Chief Executive Ho Iat Seng said on Monday that the way the government will give residents its annual “wealth-sharing” handout next year would depend on their views and the development of the COVID-19 pandemic, but he reaffirmed that the government would continue sharing the city’s wealth with residents in cash if “everybody” prefers it that way.
Speaking during a post-policy address press conference at Government Headquarters, the chief executive said that if the COVID-19 pandemic becomes less serious and consequently Macao’s employment situation improves next year, it would be “a good thing” for the government to share its wealth in cash, like in previous years.
The press conference, which lasted 100 minutes, took place after Ho delivered his 90-minute 2021 Policy Address to the Legislative Assembly (AL) Monday afternoon.
The full version of the 2021 Policy Address states that next year’s government annual cash handout will remain unchanged at MOP 10,000 for permanent residents and MOP 6,000 for non-permanent residents, but it also states that “the form of distribution will depend on the circumstances”.
Ho told local civic leaders last month that since it was “impossible” for the local government to predict the future development of the COVID-19 pandemic, it would need to study how its “wealth-sharing” handout scheme could stimulate the local economy, consumption in particular, and stabilise the employment of staff in local micro-, small- and medium-sized enterprises (MSMEs). A few days later, Ho told reporters that the government would “constantly” study the possibility of changing its way of sharing the city’s wealth with residents next year, but he was quick to add that “if everybody prefers cash, [the government] will continue [sharing the city’s wealth] in cash [next year]”.

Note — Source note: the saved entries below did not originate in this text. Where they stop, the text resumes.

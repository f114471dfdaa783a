// SPDX-License-Identifier: PMPL-1.0-or-later
// Copyright (c) 2026 Jonathan D.A. Jewell (hyperpolymath) <jonathan.jewell@open.ac.uk>
//
// Android wallet shell via JNI.
//
// Requires the Android NDK and targets `aarch64-linux-android` or
// `armv7-linux-androideabi`. The Google wallet client performs tokenization
// on the service side, so this backend never produces binding material: it
// launches the push-tokenize activity and reports the finish verdict when
// the host Activity forwards its `onActivityResult` through
// [`handle_push_tokenize_result`]. The host Activity owns that override;
// the Java/Kotlin side only needs to recognise [`REQUEST_PUSH_TOKENIZE`]
// and call through.

#![cfg(target_os = "android")]

use std::sync::{Arc, Mutex, OnceLock};

use jni::objects::{JObject, JString, JValue};
use jni::JNIEnv;

use cardbridge_core::error::{CardBridgeError, Result};
use cardbridge_core::types::{EnrolledCard, FinishVerdict};

use crate::traits::*;

/// Request code for `startIntentSenderForResult`. The host Activity must
/// recognise this in its `onActivityResult` override.
pub const REQUEST_PUSH_TOKENIZE: i32 = 0x5BDE;

/// `Activity.RESULT_OK`.
const RESULT_OK: i32 = -1;
/// `Activity.RESULT_CANCELED`.
const RESULT_CANCELED: i32 = 0;

/// The delegate for the session whose push-tokenize activity is on screen.
/// Populated by `present_enrollment`, taken by the activity-result handler.
static PENDING_DELEGATE: OnceLock<Mutex<Option<Arc<dyn EnrollmentDelegate>>>> = OnceLock::new();

fn pending_delegate() -> &'static Mutex<Option<Arc<dyn EnrollmentDelegate>>> {
    PENDING_DELEGATE.get_or_init(|| Mutex::new(None))
}

// ---------------------------------------------------------------------------
// JNI bootstrap helpers
// ---------------------------------------------------------------------------

/// Obtain a [`JNIEnv`] handle from the global Android context.
fn jni_env() -> Result<JNIEnv<'static>> {
    let ctx = ndk_context::android_context();
    // SAFETY: `ctx.vm()` returns the `JavaVM*` set by the NDK glue code.
    // The pointer is guaranteed valid for the lifetime of the process.
    let vm = unsafe { jni::JavaVM::from_raw(ctx.vm().cast()) }
        .map_err(|e| CardBridgeError::Bridge(format!("failed to obtain JavaVM: {e}")))?;
    vm.attach_current_thread()
        .map_err(|e| CardBridgeError::Bridge(format!("failed to attach JNI thread: {e}")))
}

/// Obtain the current Android `Activity` as a [`JObject`].
fn activity() -> Result<JObject<'static>> {
    let ctx = ndk_context::android_context();
    let ptr = ctx.context();
    if ptr.is_null() {
        return Err(CardBridgeError::Bridge(
            "Android context is null — native activity not initialised".into(),
        ));
    }
    // SAFETY: the NDK guarantees this pointer is a valid global jobject for
    // the hosting Activity.
    Ok(unsafe { JObject::from_raw(ptr.cast()) })
}

/// Convenience: map any `jni::errors::Error` into `CardBridgeError::Bridge`.
fn jni_err(context: &str, e: jni::errors::Error) -> CardBridgeError {
    CardBridgeError::Bridge(format!("{context}: {e}"))
}

/// Obtain the wallet client for the hosting Activity.
///
/// `TapAndPay.getClient(activity)` on the Java side.
fn wallet_client<'a>(env: &mut JNIEnv<'a>, activity: &JObject) -> Result<JObject<'a>> {
    env.call_static_method(
        "com/google/android/gms/tapandpay/TapAndPay",
        "getClient",
        "(Landroid/app/Activity;)Lcom/google/android/gms/tapandpay/TapAndPayClient;",
        &[JValue::Object(activity)],
    )
    .map_err(|e| jni_err("TapAndPay.getClient", e))?
    .l()
    .map_err(|e| jni_err("TapAndPay.getClient->l", e))
}

/// Block on a `com.google.android.gms.tasks.Task` and return its result.
///
/// Must not be called on the main thread; the caller dispatches probe work
/// off-main before reaching this point.
fn await_task<'a>(env: &mut JNIEnv<'a>, task: &JObject) -> Result<JObject<'a>> {
    env.call_static_method(
        "com/google/android/gms/tasks/Tasks",
        "await",
        "(Lcom/google/android/gms/tasks/Task;)Ljava/lang/Object;",
        &[JValue::Object(task)],
    )
    .map_err(|e| jni_err("Tasks.await", e))?
    .l()
    .map_err(|e| jni_err("Tasks.await->l", e))
}

// ---------------------------------------------------------------------------
// Shell implementation
// ---------------------------------------------------------------------------

/// Android implementation of the wallet shell.
///
/// All methods go through JNI into the wallet client. The struct is
/// zero-sized; all state lives on the Java side plus the pending-delegate
/// slot above.
pub struct AndroidWalletShell;

impl AndroidWalletShell {
    /// Create a new Android shell. Does **not** touch JNI — the first JNI
    /// call happens lazily when a trait method is invoked.
    pub fn new() -> Self {
        Self
    }
}

impl WalletShell for AndroidWalletShell {
    fn platform_name(&self) -> &str {
        "Android"
    }
}

impl WalletProbeShell for AndroidWalletShell {
    fn wallet_available(&self) -> bool {
        // The wallet client class resolving at all is the availability
        // signal; devices without Play services lack it.
        let Ok(mut env) = jni_env() else { return false };
        env.find_class("com/google/android/gms/tapandpay/TapAndPayClient")
            .is_ok()
    }

    fn can_enroll(&self) -> bool {
        let ready = (|| -> Result<bool> {
            let mut env = jni_env()?;
            let activity = activity()?;
            let client = wallet_client(&mut env, &activity)?;
            let task = env
                .call_method(
                    &client,
                    "isReadyToPay",
                    "()Lcom/google/android/gms/tasks/Task;",
                    &[],
                )
                .map_err(|e| jni_err("isReadyToPay", e))?
                .l()
                .map_err(|e| jni_err("isReadyToPay->l", e))?;
            let result = await_task(&mut env, &task)?;
            env.call_method(&result, "booleanValue", "()Z", &[])
                .map_err(|e| jni_err("booleanValue", e))?
                .z()
                .map_err(|e| jni_err("booleanValue->z", e))
        })();

        match ready {
            Ok(value) => value,
            Err(e) => {
                tracing::warn!("wallet readiness query failed: {e}");
                false
            }
        }
    }

    fn enrolled_cards(&self) -> Result<Vec<EnrolledCard>> {
        // The wallet client exposes no cross-app token listing without the
        // issuer token id; report an empty snapshot rather than failing the
        // probe.
        Ok(Vec::new())
    }
}

impl EnrollmentShell for AndroidWalletShell {
    fn present_enrollment(
        &self,
        config: &EnrollmentConfig,
        delegate: Arc<dyn EnrollmentDelegate>,
    ) -> Result<()> {
        {
            let mut slot = pending_delegate().lock().expect("delegate lock poisoned");
            if slot.is_some() {
                return Err(CardBridgeError::SessionAlreadyActive);
            }
            *slot = Some(delegate);
        }

        let launch = (|| -> Result<()> {
            let mut env = jni_env()?;
            let activity = activity()?;
            let client = wallet_client(&mut env, &activity)?;

            // PushTokenizeRequest.Builder()
            //     .setCardholderName(...).setPrimaryAccountSuffix(...)
            //     .setLocalizedDescription(...).build()
            let builder = env
                .new_object(
                    "com/google/android/gms/tapandpay/PushTokenizeRequest$Builder",
                    "()V",
                    &[],
                )
                .map_err(|e| jni_err("PushTokenizeRequest.Builder", e))?;

            let set = |env: &mut JNIEnv<'static>, builder: &JObject, method: &str, value: &str| -> Result<()> {
                let j_value: JString = env
                    .new_string(value)
                    .map_err(|e| jni_err("new_string", e))?;
                env.call_method(
                    builder,
                    method,
                    "(Ljava/lang/String;)Lcom/google/android/gms/tapandpay/PushTokenizeRequest$Builder;",
                    &[JValue::Object(&j_value)],
                )
                .map_err(|e| jni_err(method, e))?;
                Ok(())
            };
            set(&mut env, &builder, "setCardholderName", &config.cardholder_name)?;
            set(&mut env, &builder, "setPrimaryAccountSuffix", &config.primary_account_suffix)?;
            set(&mut env, &builder, "setLocalizedDescription", &config.localized_description)?;

            let request = env
                .call_method(
                    &builder,
                    "build",
                    "()Lcom/google/android/gms/tapandpay/PushTokenizeRequest;",
                    &[],
                )
                .map_err(|e| jni_err("PushTokenizeRequest.build", e))?
                .l()
                .map_err(|e| jni_err("build->l", e))?;

            let task = env
                .call_method(
                    &client,
                    "pushTokenize",
                    "(Lcom/google/android/gms/tapandpay/PushTokenizeRequest;)Lcom/google/android/gms/tasks/Task;",
                    &[JValue::Object(&request)],
                )
                .map_err(|e| jni_err("pushTokenize", e))?
                .l()
                .map_err(|e| jni_err("pushTokenize->l", e))?;

            let response = await_task(&mut env, &task)?;

            let pending_intent = env
                .call_method(
                    &response,
                    "getPendingIntent",
                    "()Landroid/app/PendingIntent;",
                    &[],
                )
                .map_err(|e| jni_err("getPendingIntent", e))?
                .l()
                .map_err(|e| jni_err("getPendingIntent->l", e))?;
            if pending_intent.is_null() {
                return Err(CardBridgeError::Configuration(
                    "push tokenize response carried no pending intent".into(),
                ));
            }

            let intent_sender = env
                .call_method(
                    &pending_intent,
                    "getIntentSender",
                    "()Landroid/content/IntentSender;",
                    &[],
                )
                .map_err(|e| jni_err("getIntentSender", e))?
                .l()
                .map_err(|e| jni_err("getIntentSender->l", e))?;

            env.call_method(
                &activity,
                "startIntentSenderForResult",
                "(Landroid/content/IntentSender;ILandroid/content/Intent;III)V",
                &[
                    JValue::Object(&intent_sender),
                    JValue::Int(REQUEST_PUSH_TOKENIZE),
                    JValue::Object(&JObject::null()),
                    JValue::Int(0),
                    JValue::Int(0),
                    JValue::Int(0),
                ],
            )
            .map_err(|e| jni_err("startIntentSenderForResult", e))?;

            tracing::info!("push tokenize activity launched");
            Ok(())
        })();

        if launch.is_err() {
            // The verdict will never arrive; free the slot.
            pending_delegate().lock().expect("delegate lock poisoned").take();
        }
        launch
    }

    fn dismiss_enrollment(&self) {
        // The push-tokenize activity is owned by the wallet service and
        // cannot be dismissed programmatically.
    }
}

/// Forward the host Activity's `onActivityResult` into the engine.
///
/// The host glue must call this for `REQUEST_PUSH_TOKENIZE`; other request
/// codes are ignored and reported as unhandled.
pub fn handle_push_tokenize_result(request_code: i32, result_code: i32) -> bool {
    if request_code != REQUEST_PUSH_TOKENIZE {
        return false;
    }

    let Some(delegate) = pending_delegate()
        .lock()
        .expect("delegate lock poisoned")
        .take()
    else {
        tracing::warn!("push tokenize result arrived with no pending session");
        return true;
    };

    let verdict = match result_code {
        RESULT_OK => FinishVerdict::added(cardbridge_core::types::AddedPassInfo {
            pass_type_identifier: String::new(),
            serial_number: String::new(),
            primary_account_suffix: String::new(),
        }),
        RESULT_CANCELED => FinishVerdict::cancelled(),
        other => FinishVerdict::failed(format!("push tokenize result code {other}")),
    };

    delegate.enrollment_finished(verdict);
    true
}
// ---------------------------------------------------------------------------
// Shell implementation
// ---------------------------------------------------------------------------

/// Main-thread-owned reference to the presented enrollment controller.
///
/// SAFETY: the controller is created, presented, and dismissed on the main
/// thread only; the wrapper exists so the shell itself can be shared
/// across threads while holding it.
struct PresentedController(Retained<AnyObject>);

unsafe impl Send for PresentedController {}

/// PassKit-backed wallet shell.
pub struct IosWalletShell {
    /// The presented enrollment controller, retained so it can be
    /// dismissed and released when the session ends.
    presented: Mutex<Option<PresentedController>>,
}

impl IosWalletShell {
    pub fn new() -> Self {
        Self {
            presented: Mutex::new(None),
        }
    }
}

impl WalletShell for IosWalletShell {
    fn platform_name(&self) -> &str {
        "iOS"
    }
}

impl WalletProbeShell for IosWalletShell {
    fn wallet_available(&self) -> bool {
        match passkit_class("PKPassLibrary") {
            // SAFETY: +isPassLibraryAvailable is a documented class method.
            Ok(class) => unsafe { msg_send![class, isPassLibraryAvailable] },
            Err(_) => false,
        }
    }

    fn can_enroll(&self) -> bool {
        match passkit_class("PKAddPaymentPassViewController") {
            // SAFETY: +canAddPaymentPass is a documented class method.
            Ok(class) => unsafe { msg_send![class, canAddPaymentPass] },
            Err(_) => false,
        }
    }

    fn enrolled_cards(&self) -> Result<Vec<EnrolledCard>> {
        let library_class =
            passkit_class("PKPassLibrary").map_err(|_| CardBridgeError::WalletUnavailable)?;

        // SAFETY: PKPassLibrary init, passesOfType: with PKPassTypePayment
        // (= 1), and PKPaymentPass string accessors.
        unsafe {
            let library: Retained<AnyObject> = msg_send![library_class, new];
            let passes: Retained<NSArray<AnyObject>> =
                msg_send![&library, passesOfType: 1usize];

            let mut cards = Vec::with_capacity(passes.len());
            for pass in passes.iter() {
                let suffix: Option<Retained<NSString>> =
                    msg_send![&pass, primaryAccountNumberSuffix];
                let type_id: Retained<NSString> = msg_send![&pass, passTypeIdentifier];
                let serial: Retained<NSString> = msg_send![&pass, serialNumber];
                if let Some(suffix) = suffix {
                    cards.push(EnrolledCard {
                        suffix: suffix.to_string(),
                        pass_type_identifier: type_id.to_string(),
                        serial_number: serial.to_string(),
                    });
                }
            }
            Ok(cards)
        }
    }
}

impl EnrollmentShell for IosWalletShell {
    fn present_enrollment(
        &self,
        config: &EnrollmentConfig,
        delegate: Arc<dyn EnrollmentDelegate>,
    ) -> Result<()> {
        let mtm = require_main_thread()?;

        let scheme = match config.encryption_scheme {
            EncryptionScheme::EccV2 => ENCRYPTION_SCHEME_ECC_V2,
            EncryptionScheme::RsaV2 => ENCRYPTION_SCHEME_RSA_V2,
        };

        let config_class = passkit_class("PKAddPaymentPassRequestConfiguration")?;

        // SAFETY: initWithEncryptionScheme: is the designated initializer;
        // it returns nil for unsupported schemes, which maps to the
        // construction error class.  Property setters take NSString values.
        let configuration: Retained<AnyObject> = unsafe {
            let alloc: Retained<AnyObject> = msg_send![config_class, alloc];
            let configuration: Option<Retained<AnyObject>> =
                msg_send![&alloc, initWithEncryptionScheme: &*NSString::from_str(scheme)];
            let configuration = configuration.ok_or_else(|| {
                CardBridgeError::Configuration("cannot create enrollment configuration".into())
            })?;

            let _: () = msg_send![
                &configuration,
                setCardholderName: &*NSString::from_str(&config.cardholder_name)
            ];
            let _: () = msg_send![
                &configuration,
                setPrimaryAccountSuffix: &*NSString::from_str(&config.primary_account_suffix)
            ];
            let _: () = msg_send![
                &configuration,
                setLocalizedDescription: &*NSString::from_str(&config.localized_description)
            ];
            let _: () = msg_send![
                &configuration,
                setPrimaryAccountIdentifier:
                    &*NSString::from_str(&config.primary_account_identifier)
            ];
            let _: () = msg_send![
                &configuration,
                setPaymentNetwork: &*NSString::from_str(payment_network_name(config))
            ];
            configuration
        };

        let sheet_delegate = SheetDelegate::new(mtm, delegate);
        let controller_class = passkit_class("PKAddPaymentPassViewController")?;

        // SAFETY: initWithRequestConfiguration:delegate: returns nil when
        // the device refuses enrollment (entitlement missing, restricted).
        let controller: Retained<AnyObject> = unsafe {
            let alloc: Retained<AnyObject> = msg_send![controller_class, alloc];
            let controller: Option<Retained<AnyObject>> = msg_send![
                &alloc,
                initWithRequestConfiguration: &*configuration,
                delegate: &*sheet_delegate
            ];
            controller.ok_or_else(|| {
                CardBridgeError::Configuration(
                    "cannot create enrollment view controller".into(),
                )
            })?
        };

        let surface = presentation_surface(mtm)?;

        // SAFETY: presentViewController:animated:completion: with nil
        // completion; main thread guaranteed by `mtm`.
        unsafe {
            let _: () = msg_send![
                &surface,
                presentViewController: &*controller,
                animated: true,
                completion: std::ptr::null::<std::ffi::c_void>()
            ];
        }

        *self.presented.lock().expect("presented lock poisoned") =
            Some(PresentedController(controller));
        tracing::info!("enrollment sheet presented");
        Ok(())
    }

    fn dismiss_enrollment(&self) {
        if MainThreadMarker::new().is_none() {
            tracing::warn!("dismiss requested off the main thread; ignoring");
            return;
        }
        if let Some(PresentedController(controller)) =
            self.presented.lock().expect("presented lock poisoned").take()
        {
            // SAFETY: standard UIViewController dismissal; the controller
            // may already be off screen, in which case this is a no-op.
            unsafe {
                let _: () = msg_send![
                    &controller,
                    dismissViewControllerAnimated: true,
                    completion: std::ptr::null::<std::ffi::c_void>()
                ];
            }
        }
    }
}

/// `PKPaymentNetwork` constant name for a configured network.
fn payment_network_name(config: &EnrollmentConfig) -> &'static str {
    use cardbridge_core::types::PaymentNetwork;
    match config.payment_network {
        PaymentNetwork::Visa => "Visa",
        PaymentNetwork::Mastercard => "MasterCard",
        PaymentNetwork::Amex => "AmEx",
        PaymentNetwork::Discover => "Discover",
    }
}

During Monday’s press conference, Ho was asked by reporters about the government’s possible change in its way of sharing the special administrative region’s wealth with residents next year. Ho said that the government was open to listening to various views from civil society on the matter, but he also underlined that the government’s consumption subsidy scheme has helped boost the local economy and stabilise employment.

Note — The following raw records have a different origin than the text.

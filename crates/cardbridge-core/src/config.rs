// SPDX-License-Identifier: PMPL-1.0-or-later
// Copyright (c) 2026 Jonathan D.A. Jewell (hyperpolymath) <jonathan.jewell@open.ac.uk>
//
// Engine configuration.

use std::time::Duration;

use serde::{Deserialize, Serialize};

use crate::types::RelayMode;

/// The issuer's published mastercard tokenization endpoint, used when the
/// caller does not override it per request.
pub const DEFAULT_TOKENIZATION_ENDPOINT: &str =
    "https://api.pomelo.la/token-provisioning/mastercard/apple-pay";

/// Bounded timeout for the tokenization HTTP call.  The historical plugin
/// enforced none; a stuck issuer left the native sheet open indefinitely.
const DEFAULT_HTTP_TIMEOUT_SECS: u64 = 30;

/// Engine settings.
#[derive(Debug, Clone, Serialize, Deserialize)]
pub struct BridgeConfig {
    /// Tokenization endpoint used when a request carries no override.
    pub default_tokenization_endpoint: String,
    /// Timeout for the tokenization HTTP call, in seconds.
    pub http_timeout_secs: u64,
    /// Whether the engine performs tokenization itself or relays binding
    /// material out to the application layer.
    pub relay_mode: RelayMode,
}

impl Default for BridgeConfig {
    fn default() -> Self {
        Self {
            default_tokenization_endpoint: DEFAULT_TOKENIZATION_ENDPOINT.to_string(),
            http_timeout_secs: DEFAULT_HTTP_TIMEOUT_SECS,
            relay_mode: RelayMode::Internal,
        }
    }
}

impl BridgeConfig {
    pub fn http_timeout(&self) -> Duration {
        Duration::from_secs(self.http_timeout_secs)
    }
}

The first phase of the government’s consumption subsidy scheme, a 3,000-pataca consumption smartcard, ran between May and July, while the ongoing second phase of the scheme, a 5,000-pataca top-up to the card, is running between August and next month.
“If everybody has a consensus that the handout should be distributed in cash, [the government] will continue [sharing the MSAR’s wealth] in cash [next year],” Ho said, reassuring that the handout is part of next year’s government budget.
Ho was quick to add that “but how the handout will be distributed will depend on the changes in the COVID-19 pandemic, and [the government] will still have plenty of time to make a decision [on the matter]”.
Consumption subsidy stabilises employment: Ho
Ho also said that the consumption subsidy scheme has “obviously” stimulated consumer spending since its launch in May, adding that 75 per cent of the subsidy has been spent in the “cha chaan teng” (traditional Hong Kong and Macao-style café) sector in particular.
Ho said that the consumption subsidy scheme has enabled the local MSMEs to stay in business, which has helped stabilise local employment as well.
Ho said that this year’s cash handout, which was paid to residents in April, did not stimulate local consumption, adding that the handout turned out to be merely “a transfer of money from the government to residents’ bank accounts”.
Ho said that in addition to the administrative procedures of the annual cash handout, the government was now also familiar with the procedures of issuing consumption subsidies to residents. “The government is now very familiar with both tasks,” Ho said.
Ho urged residents to think about the way the annual cash handout should be distributed in the long term.
Ho underlined that the government’s way of sharing the city’s wealth next year would depend on the development of the COVID-19 pandemic. “If the COVID-19 pandemic improves – i.e. becomes less serious, causing Macao’s employment situation to return to normal it would be a good thing for the government to share its wealth in cash like previously, which would help many grassroots households in buying [their daily necessities], in which case they could choose to buy things outside Macao,” Ho said.
Ho also pointed out that next year’s cash handout will be paid to residents in July, the same arrangement as in previous years, while only this year’s timing of the cash handout was different as the government brought forward the payout to April in response to the adverse impact of the COVID-19 pandemic on the local economy. Ho also said that therefore the government would surely decide before July next year on the way of distributing next year’s “wealth-sharing” handout.
Possible extra financial support
When asked about whether the government will roll out a third round of financial support measures for residents and businesses alike, Ho said that it would “really” depend on the development of the COVID-19 pandemic.
“If the COVID-19 pandemic stabilises – or COVID-19 vaccines become widely available, Macao would be able to welcome tourists from many areas around the world and its economy would improve, in which case the government would not have to roll out the third round of financial support measures,” Ho said.
“[But] if local MSMEs still have difficulties in running their business next year due to the still serious COVID-19 pandemic, the government would not rule out implementing financial support measures that accurately benefit those in need,” Ho said.